After my sweaty workout, I got back on the scale and was told I had GAINED .9 lbs!! I couldn't believe it. I did drink a few ounces of water after 15 minutes of constantly moving, but I hardly see how that could equate to a gain since I was also sweating the whole time. What the heck?
Anyhow, I have been exercising at least 45 minutes a day 5-6 days a week (religiously) and have been logging my cals throughout the week. Even on days when I go over my calorie target (usually weekends), it is not enough (from what I can see on paper) to cause a gain. I am getting somewhat discouraged... I currently weigh 148, am 37 years old and have a goal weight of roughly 130-135. I started my journey the second week of January and have lost a total of 11 pounds. My calorie target is between 1200-1300 a day and this is what was recommended by CC. Any suggestions to kick my weight loss in gear would be appreciated.
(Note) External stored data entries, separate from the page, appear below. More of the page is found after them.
// 该文件是 Loufang （楼房） 项目的一部分。
// tests/common/mod.rs - 集成测试公共工具
//
// 本文件根据 Apache 许可证第 2.0 版（以下简称“许可证”）授权使用；
// 除非遵守该许可证条款，否则您不得使用本文件。
// 您可通过以下网址获取许可证副本：
// http://www.apache.org/licenses/LICENSE-2.0
// 除非适用法律要求或书面同意，根据本许可协议分发的软件均按“原样”提供，
// 不附带任何形式的明示或暗示的保证或条件。
// 有关许可权限与限制的具体条款，请参阅本许可协议。
//
// Copyright (C) 2026 Johann Li <me@qinka.pro>, Wareless Group

#![allow(dead_code)]

use std::{
  cell::RefCell,
  path::{Path, PathBuf},
  rc::Rc,
};

use image::{Rgb, RgbImage};
use thiserror::Error;

use loufang::{
  frame::{AsNhwcFrame, NhwcBatch},
  model::{Model, RawDetections},
};

/// 标记像素的颜色，模型桩只对左上像素为该颜色的瓦片给出检测
pub const MARKER: Rgb<u8> = Rgb([200, 200, 200]);

/// 标记瓦片上返回的高分检测框 `(ymin, xmin, ymax, xmax)`
pub const MARKED_BOX: [f32; 4] = [0.25, 0.5, 0.75, 0.75];
pub const MARKED_SCORE: f32 = 0.9;
/// 同一瓦片上的低分检测，应被阈值过滤
pub const FAINT_SCORE: f32 = 0.5;

const SLOTS: usize = 3;

#[derive(Error, Debug)]
#[error("推理服务不可用")]
pub struct StubError;

/// 按瓦片内容给出固定结果的检测模型
#[derive(Default, Clone)]
pub struct MarkerModel {
  calls: Rc<RefCell<Vec<usize>>>,
  fail: bool,
}

impl MarkerModel {
  pub fn failing() -> Self {
    Self {
      fail: true,
      ..Self::default()
    }
  }

  /// 每次调用的批大小
  pub fn calls(&self) -> Rc<RefCell<Vec<usize>>> {
    self.calls.clone()
  }
}

impl Model for MarkerModel {
  type Input = NhwcBatch;
  type Output = RawDetections;
  type Error = StubError;

  fn infer(&self, input: &Self::Input) -> Result<Self::Output, Self::Error> {
    self.calls.borrow_mut().push(input.len());
    if self.fail {
      return Err(StubError);
    }

    let mut raw = RawDetections {
      max_detections: SLOTS,
      ..RawDetections::default()
    };
    let frame_len = input.tile_size().byte_len();
    for frame in input.as_nhwc().chunks(frame_len) {
      let marked = frame[..3] == MARKER.0;
      for slot in 0..SLOTS {
        let (bbox, score) = match (marked, slot) {
          (true, 0) => (MARKED_BOX, MARKED_SCORE),
          (true, 1) => ([0.0, 0.0, 0.1, 0.1], FAINT_SCORE),
          // 超出 num_detections 的槽位不应被读取
          _ => ([0.0, 0.0, 1.0, 1.0], 0.99),
        };
        raw.boxes.extend_from_slice(&bbox);
        raw.scores.push(score);
        raw.classes.push(1.0);
      }
      raw.num_detections.push(if marked { 2.0 } else { 0.0 });
    }
    Ok(raw)
  }
}

/// 写出 `width × height` 的 PNG，`marked` 区域填充标记颜色，其余为黑色
pub fn write_png(
  path: &Path,
  width: u32,
  height: u32,
  marked: impl Fn(u32, u32) -> bool,
) -> PathBuf {
  let image = RgbImage::from_fn(width, height, |x, y| {
    if marked(x, y) { MARKER } else { Rgb([0, 0, 0]) }
  });
  image.save(path).unwrap();
  path.to_path_buf()
}

/// 写出北向上的世界文件，`(origin_x, origin_y)` 为左上像素角点
pub fn write_world_file(image_path: &Path, origin_x: f64, origin_y: f64, pixel: f64) {
  let text = format!(
    "{}\n0.0\n0.0\n{}\n{}\n{}\n",
    pixel,
    -pixel,
    origin_x + pixel / 2.0,
    origin_y - pixel / 2.0
  );
  std::fs::write(image_path.with_extension("pgw"), text).unwrap();
}

pub fn stems(paths: &[PathBuf]) -> Vec<String> {
  paths
    .iter()
    .map(|p| p.file_stem().unwrap().to_string_lossy().into_owned())
    .collect()
}
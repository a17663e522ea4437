// 该文件是 Loufang （楼房） 项目的一部分。
// src/reconstruct.rs - 检测框到世界坐标多边形
//
// 本文件根据 Apache 许可证第 2.0 版（以下简称“许可证”）授权使用；
// 除非遵守该许可证条款，否则您不得使用本文件。
// 您可通过以下网址获取许可证副本：
// http://www.apache.org/licenses/LICENSE-2.0
// 除非适用法律要求或书面同意，根据本许可协议分发的软件均按“原样”提供，
// 不附带任何形式的明示或暗示的保证或条件。
// 有关许可权限与限制的具体条款，请参阅本许可协议。
//
// Copyright (C) 2026 Johann Li <me@qinka.pro>, Wareless Group

use crate::{
  config::TileSize,
  geo::{GeoConfig, Point},
  model::NormalizedBox,
};

/// 闭合四边形，`ring[4] == ring[0]`
#[derive(Debug, Clone, Copy, PartialEq)]
pub struct Polygon {
  pub ring: [Point; 5],
}

impl Polygon {
  pub fn from_corners(corners: [Point; 4]) -> Self {
    let [p1, p2, p3, p4] = corners;
    Self {
      ring: [p1, p2, p3, p4, p1],
    }
  }

  pub fn corners(&self) -> [Point; 4] {
    [self.ring[0], self.ring[1], self.ring[2], self.ring[3]]
  }

  /// `(min_x, max_x, min_y, max_y)`
  pub fn envelope(&self) -> (f64, f64, f64, f64) {
    self.ring.iter().fold(
      (f64::INFINITY, f64::NEG_INFINITY, f64::INFINITY, f64::NEG_INFINITY),
      |(min_x, max_x, min_y, max_y), p| {
        (min_x.min(p.x), max_x.max(p.x), min_y.min(p.y), max_y.max(p.y))
      },
    )
  }
}

/// 将相对于瓦片的归一化检测框转换为世界坐标下的四边形。
///
/// 角点取像素中心（偏移半个像素），顺序为
/// 左下 → 左上 → 右上 → 右下。结果坐标按影像像素尺寸 `±W`/`±H` 截断。
pub fn to_polygon(
  tile_origin: Point,
  bbox: &NormalizedBox,
  geo: &GeoConfig,
  tile_size: TileSize,
) -> Polygon {
  let pw = geo.pixel_width;
  let ph = geo.pixel_height;
  let sx = tile_size.width as f64;
  let sy = tile_size.height as f64;

  let x = |t: f32| tile_origin.x + (pw * t as f64 * sx + pw / 2.0);
  let y = |t: f32| tile_origin.y - (ph * t as f64 * sy + ph / 2.0);

  let corners = [
    Point::new(x(bbox.xmin), y(bbox.ymax)),
    Point::new(x(bbox.xmin), y(bbox.ymin)),
    Point::new(x(bbox.xmax), y(bbox.ymin)),
    Point::new(x(bbox.xmax), y(bbox.ymax)),
  ]
  .map(|p| clamp_point(p, geo.width as f64, geo.height as f64));

  Polygon::from_corners(corners)
}

fn clamp_point(p: Point, bound_x: f64, bound_y: f64) -> Point {
  Point::new(clamp_signed(p.x, bound_x), clamp_signed(p.y, bound_y))
}

fn clamp_signed(value: f64, bound: f64) -> f64 {
  if value.abs() > bound {
    bound.copysign(value)
  } else {
    value
  }
}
With something like that I'd be tempted to purchase a new scale, because that doesn't seem logical to me, either.
I was getting a bit discouraged a few weeks ago and decided to eat maintenance for a week or two. Now that I'm back on, looking for a 400-700 deficit, the weight is coming off again like when I first started back in January. Sometimes your body needs a little break.
Others will also recommend increasing your calories and mixing up your type and intensity of workout, because your body may be too used to your routine or you might have calorie deficits that are causing you to hold on tight to every last calorie.
Honestly, I'd probably get a different scale. Even if it's new, it might be shoddy craftmanship or defective.
I am not an expert concerning weight fluctuations, but I do have a Wii Fit. Have you compared yours with a real scale? Because I did, and my balance board is actually the one with the fluctuations. I tried letting the Wii weigh me and then weighing myself on a regular scale, and the Wii was always higher than the scale, sometimes 2-3 lbs, once as much as 7 lbs!
it's probably going to be extra hard for you to lose weight because you don't have a lot of weight to lose
i would do really INTENSE interval training so that your body continues to burn calories long after you've stopped working out
and lift weights so your muscles will start eating your fat
when you gain muscle mass because muscle is more dense than fat and will weigh more, you'll see a gain on the scale, but those muscles are gonna eat your fat, pretty soon you'll have a lot less fat and a really lean looking body
Thanks so much for the quick responses. I am really starting to feel a little "blah" about it and I know better. I mean really-- any time anyone posts to the board about feeling down about "gaining", I try and encourage them to NOT be discouraged. I'm trying really hard to follow my own good advice, but it is a little tough.
werethylacine-- it is a Wii Fit balance board and not an actual scale. Since I really am "anti-scale," I haven't purchased one, but after what redselene said, I just might have to!! LOL. I did read somewhere redselene that the Wii Fit was slightly off and it usually shows a slightly higher number than a person's actual weight. That never bothered me too much as I figured if anything, I'd be a couple of lbs. lighter, but you saw a 7 pound fluctuation??? Wow-- that is a huge difference. So, a scale is something I will consider.
Thin-girl- yeah, I feel sort of like my body is plateu-ing in a horrible way. Adding more weights to my routine will probably do me some good as mostly what I do now is cardio and calisthenics. Thank you for the advice!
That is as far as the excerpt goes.